● **Activity**:
Stopping at the line that holds "use tokio::task::JoinHandle;", repeat the lines below exactly, starting from the very first and including that final line.

● **Source material**:
//! Cluster lifecycle controllers.
//!
//! A single supervisor owns one controller task per cluster defined in the
//! store. The supervisor reacts to store watch events, dispatches
//! notifications to the right controller, and periodically rescans the
//! whole store to recover from missed events and to pick up clusters that
//! were loaded from disk at startup.

use std::collections::HashMap;
use std::path::PathBuf;
use std::sync::Arc;
use std::time::Duration;

use chrono::{DateTime, Utc};
use serde::Serialize;
use tokio::sync::{mpsc, RwLock};
use tokio::task::JoinHandle;
use tokio_util::sync::CancellationToken;
use tracing::{debug, error, info, warn};

use crate::install::ExecutorFactory;
use crate::provision::ProvisionerFactory;
use crate::store::{Cluster, ClusterStore, ClusterWatchEvent};
use crate::util::metrics::Metrics;

mod cluster;

use cluster::ClusterController;

/// The size of the notification buffer assigned to each cluster
/// controller. Notifications beyond it are dropped and recovered by the
/// next reconciliation pass.
pub const CLUSTER_CONTROLLER_NOTIFICATION_BUFFER: usize = 10;

/// Buffer of the supervisor's own subscription on the cluster bucket.
const SUPERVISOR_WATCH_BUFFER: usize = 64;

/// How often the supervisor rescans the store when not configured
/// otherwise.
pub const DEFAULT_RECONCILE_INTERVAL: Duration = Duration::from_secs(600);

/// State shared between the controllers and the web server
#[derive(Clone)]
pub struct State {
    /// Diagnostics populated by the supervisor
    diagnostics: Arc<RwLock<Diagnostics>>,
    /// Metrics registry
    registry: prometheus::Registry,
    metrics: Metrics,
}

impl Default for State {
    fn default() -> Self {
        let registry = prometheus::Registry::default();
        let metrics = Metrics::default().register(&registry).unwrap();
        State {
            diagnostics: Arc::new(RwLock::new(Diagnostics::default())),
            registry,
            metrics,
        }
    }
}

impl State {
    /// Metrics getter
    pub fn metrics(&self) -> Vec<prometheus::proto::MetricFamily> {
        self.registry.gather()
    }

    /// State getter
    pub async fn diagnostics(&self) -> Diagnostics {
        self.diagnostics.read().await.clone()
    }

    async fn touch(&self) {
        self.diagnostics.write().await.last_event = Utc::now();
    }

    async fn set_managed_clusters(&self, count: usize) {
        self.diagnostics.write().await.managed_clusters = count;
        self.metrics.managed_clusters.set(count as i64);
    }
}

/// Diagnostics to be exposed by the web server
#[derive(Clone, Serialize)]
pub struct Diagnostics {
    pub last_event: DateTime<Utc>,
    pub managed_clusters: usize,
}

impl Default for Diagnostics {
    fn default() -> Self {
        Diagnostics {
            last_event: Utc::now(),
            managed_clusters: 0,
        }
    }
}

struct ControllerHandle {
    notify: mpsc::Sender<()>,
    task: JoinHandle<()>,
}

/// Supervises one [`ClusterController`] per cluster present in the store.
///
/// Because there is only one channel between the store and the supervisor,
/// each controller gets its own bounded channel so notifications can be
/// dispatched immediately; when a controller's buffer is full the
/// notification is dropped.
pub struct MultiClusterController {
    assets_root_dir: PathBuf,
    store: ClusterStore,
    executors: Arc<dyn ExecutorFactory>,
    provisioners: Arc<dyn ProvisionerFactory>,
    reconcile_interval: Duration,
    state: State,
    controllers: HashMap<String, ControllerHandle>,
}

impl MultiClusterController {
    pub fn new(
        assets_root_dir: PathBuf,
        store: ClusterStore,
        executors: Arc<dyn ExecutorFactory>,
        provisioners: Arc<dyn ProvisionerFactory>,
        reconcile_interval: Duration,
        state: State,
    ) -> MultiClusterController {
        MultiClusterController {
            assets_root_dir,
            store,
            executors,
            provisioners,
            reconcile_interval,
            state,
            controllers: HashMap::new(),
        }
    }

    /// Run until the shutdown token fires. On shutdown every controller's
    /// notification channel is closed and the supervisor waits for the
    /// controllers to observe the closure and return.
    pub async fn run(mut self, shutdown: CancellationToken) {
        info!("started multi-cluster controller");
        let watch_cancel = CancellationToken::new();
        let mut watch = self.store.watch(watch_cancel.clone(), SUPERVISOR_WATCH_BUFFER);
        // The first tick fires immediately, which starts controllers for
        // clusters already in the store at startup.
        let mut ticker = tokio::time::interval(self.reconcile_interval);
        loop {
            tokio::select! {
                event = watch.recv() => match event {
                    Some(event) => self.handle_watch_event(event).await,
                    None => {
                        warn!("store watch closed, stopping the multi-cluster controller");
                        break;
                    }
                },
                _ = ticker.tick() => self.resync().await,
                _ = shutdown.cancelled() => break,
            }
        }
        info!("stopping the multi-cluster controller");
        watch_cancel.cancel();
        for (name, handle) in self.controllers.drain() {
            drop(handle.notify);
            if let Err(e) = handle.task.await {
                warn!(cluster = %name, error = %e, "cluster controller task failed");
            }
        }
    }

    async fn handle_watch_event(&mut self, event: ClusterWatchEvent) {
        self.state.touch().await;
        match event.cluster {
            // Stop the cluster controller if the cluster has been deleted.
            None => {
                if let Some(handle) = self.controllers.remove(&event.name) {
                    info!(cluster = %event.name, "cluster deleted, stopping its controller");
                    drop(handle.notify);
                }
                self.state.set_managed_clusters(self.controllers.len()).await;
            }
            Some(cluster) => {
                // Create a controller the first time we hear about a
                // cluster, then pass the notification along.
                if !self.controllers.contains_key(&event.name) {
                    self.spawn_controller(&event.name, &cluster);
                    self.state.set_managed_clusters(self.controllers.len()).await;
                }
                self.notify(&event.name);
            }
        }
    }

    /// The safety net against dropped watch notifications: make the set of
    /// controllers match the set of clusters in the store, then poke every
    /// controller with the latest definition.
    async fn resync(&mut self) {
        debug!("running full reconciliation pass");
        let defined = match self.store.get_all() {
            Ok(defined) => defined,
            Err(e) => {
                error!(error = %e, "failed to get all the clusters defined in the store");
                return;
            }
        };

        for (name, cluster) in &defined {
            if !self.controllers.contains_key(name) {
                self.spawn_controller(name, cluster);
            }
        }

        // Remove lingering controllers, if any.
        let lingering: Vec<String> = self
            .controllers
            .keys()
            .filter(|name| !defined.contains_key(*name))
            .cloned()
            .collect();
        for name in lingering {
            if let Some(handle) = self.controllers.remove(&name) {
                info!(cluster = %name, "cluster no longer in the store, stopping its controller");
                drop(handle.notify);
            }
        }

        self.state.set_managed_clusters(self.controllers.len()).await;

        for name in self.controllers.keys() {
            self.notify(name);
        }
    }

    fn spawn_controller(&mut self, name: &str, cluster: &Cluster) {
        let executor = match self.executors.create(name, &self.assets_root_dir) {
            Ok(executor) => executor,
            Err(e) => {
                error!(cluster = %name, error = %e, "error creating executor for new cluster");
                return;
            }
        };
        let controller = match ClusterController::new(
            name,
            self.assets_root_dir.join(name),
            self.store.clone(),
            executor,
            self.provisioners.clone(),
            cluster,
            self.state.metrics.clone(),
        ) {
            Ok(controller) => controller,
            Err(e) => {
                error!(cluster = %name, error = %e, "error creating controller for new cluster");
                return;
            }
        };
        info!(cluster = %name, "starting cluster controller");
        let (notify, notifications) = mpsc::channel(CLUSTER_CONTROLLER_NOTIFICATION_BUFFER);
        let task = tokio::spawn(controller.run(notifications));
        self.controllers
            .insert(name.to_string(), ControllerHandle { notify, task });
    }

    fn notify(&self, name: &str) {
        if let Some(handle) = self.controllers.get(name) {
            // Don't block if the controller's buffer is full; the next
            // reconciliation pass re-triggers it.
            if handle.notify.try_send(()).is_err() {
                info!(cluster = %name, "controller buffer is full, dropping notification");
            }
        }
    }
}

#[cfg(test)]
pub(crate) mod testutil {
    use std::sync::atomic::{AtomicBool, AtomicUsize, Ordering};
    use std::sync::Arc;

    use async_trait::async_trait;

    use crate::install::{Executor, ExecutorFactory};
    use crate::plan::Plan;
    use crate::provision::{Provisioner, ProvisionerFactory};
    use crate::store::Cluster;
    use crate::util::errors::{Error, Result};

    /// Switches that make stub collaborators fail on demand.
    #[derive(Default)]
    pub(crate) struct StubFailures {
        provision: AtomicBool,
        install: AtomicBool,
        destroy: AtomicBool,
    }

    impl StubFailures {
        pub(crate) fn fail_provision(&self, fail: bool) {
            self.provision.store(fail, Ordering::SeqCst);
        }

        pub(crate) fn fail_install(&self, fail: bool) {
            self.install.store(fail, Ordering::SeqCst);
        }

        pub(crate) fn fail_destroy(&self, fail: bool) {
            self.destroy.store(fail, Ordering::SeqCst);
        }
    }

    /// Stub executor and provisioner factories that count collaborator
    /// calls, shared across every controller they create.
    #[derive(Default)]
    pub(crate) struct StubFactories {
        pub(crate) failures: Arc<StubFailures>,
        executor_calls: Arc<AtomicUsize>,
        install_calls: Arc<AtomicUsize>,
        provision_calls: Arc<AtomicUsize>,
        destroy_calls: Arc<AtomicUsize>,
    }

    impl StubFactories {
        pub(crate) fn executor(&self) -> Box<dyn Executor> {
            Box::new(StubExecutor {
                failures: self.failures.clone(),
                calls: self.executor_calls.clone(),
                install_calls: self.install_calls.clone(),
            })
        }

        pub(crate) fn executors(&self) -> Arc<dyn ExecutorFactory> {
            Arc::new(StubExecutorFactory {
                failures: self.failures.clone(),
                calls: self.executor_calls.clone(),
                install_calls: self.install_calls.clone(),
            })
        }

        pub(crate) fn provisioners(&self) -> Arc<dyn ProvisionerFactory> {
            Arc::new(StubProvisionerFactory {
                failures: self.failures.clone(),
                provision_calls: self.provision_calls.clone(),
                destroy_calls: self.destroy_calls.clone(),
            })
        }

        pub(crate) fn executor_calls(&self) -> usize {
            self.executor_calls.load(Ordering::SeqCst)
        }

        pub(crate) fn install_calls(&self) -> usize {
            self.install_calls.load(Ordering::SeqCst)
        }

        pub(crate) fn provision_calls(&self) -> usize {
            self.provision_calls.load(Ordering::SeqCst)
        }

        pub(crate) fn destroy_calls(&self) -> usize {
            self.destroy_calls.load(Ordering::SeqCst)
        }
    }

    struct StubExecutor {
        failures: Arc<StubFailures>,
        calls: Arc<AtomicUsize>,
        install_calls: Arc<AtomicUsize>,
    }

    #[async_trait]
    impl Executor for StubExecutor {
        async fn run_pre_flight_check(&self, _plan: &Plan) -> Result<()> {
            self.calls.fetch_add(1, Ordering::SeqCst);
            Ok(())
        }

        async fn generate_certificates(&self, _plan: &Plan, _use_existing_ca: bool) -> Result<()> {
            self.calls.fetch_add(1, Ordering::SeqCst);
            Ok(())
        }

        async fn generate_kubeconfig(&self, _plan: &Plan) -> Result<()> {
            self.calls.fetch_add(1, Ordering::SeqCst);
            Ok(())
        }

        async fn install(&self, _plan: &Plan, _restart_services: bool) -> Result<()> {
            self.calls.fetch_add(1, Ordering::SeqCst);
            self.install_calls.fetch_add(1, Ordering::SeqCst);
            if self.failures.install.load(Ordering::SeqCst) {
                return Err(Error::Executor("install blew up".to_string()));
            }
            Ok(())
        }

        async fn run_smoke_test(&self, _plan: &Plan) -> Result<()> {
            self.calls.fetch_add(1, Ordering::SeqCst);
            Ok(())
        }
    }

    struct StubExecutorFactory {
        failures: Arc<StubFailures>,
        calls: Arc<AtomicUsize>,
        install_calls: Arc<AtomicUsize>,
    }

    impl ExecutorFactory for StubExecutorFactory {
        fn create(
            &self,
            _cluster_name: &str,
            _assets_root_dir: &std::path::Path,
        ) -> Result<Box<dyn Executor>> {
            Ok(Box::new(StubExecutor {
                failures: self.failures.clone(),
                calls: self.calls.clone(),
                install_calls: self.install_calls.clone(),
            }))
        }
    }

    struct StubProvisioner {
        failures: Arc<StubFailures>,
        provision_calls: Arc<AtomicUsize>,
        destroy_calls: Arc<AtomicUsize>,
    }

    #[async_trait]
    impl Provisioner for StubProvisioner {
        async fn provision(&self, mut plan: Plan) -> Result<Plan> {
            self.provision_calls.fetch_add(1, Ordering::SeqCst);
            if self.failures.provision.load(Ordering::SeqCst) {
                return Err(Error::Provision("provision blew up".to_string()));
            }
            plan.master.load_balanced_fqdn = "lb.example.com".to_string();
            Ok(plan)
        }

        async fn destroy(&self, _cluster_name: &str) -> Result<()> {
            self.destroy_calls.fetch_add(1, Ordering::SeqCst);
            if self.failures.destroy.load(Ordering::SeqCst) {
                return Err(Error::Provision("destroy blew up".to_string()));
            }
            Ok(())
        }
    }

    struct StubProvisionerFactory {
        failures: Arc<StubFailures>,
        provision_calls: Arc<AtomicUsize>,
        destroy_calls: Arc<AtomicUsize>,
    }

    impl ProvisionerFactory for StubProvisionerFactory {
        fn create(&self, _cluster_name: &str, _cluster: &Cluster) -> Result<Box<dyn Provisioner>> {
            Ok(Box::new(StubProvisioner {
                failures: self.failures.clone(),
                provision_calls: self.provision_calls.clone(),
                destroy_calls: self.destroy_calls.clone(),
            }))
        }
    }
}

● **Your solution**:
//! Cluster lifecycle controllers.
//!
//! A single supervisor owns one controller task per cluster defined in the
//! store. The supervisor reacts to store watch events, dispatches
//! notifications to the right controller, and periodically rescans the
//! whole store to recover from missed events and to pick up clusters that
//! were loaded from disk at startup.

use std::collections::HashMap;
use std::path::PathBuf;
use std::sync::Arc;
use std::time::Duration;

use chrono::{DateTime, Utc};
use serde::Serialize;
use tokio::sync::{mpsc, RwLock};
use tokio::task::JoinHandle;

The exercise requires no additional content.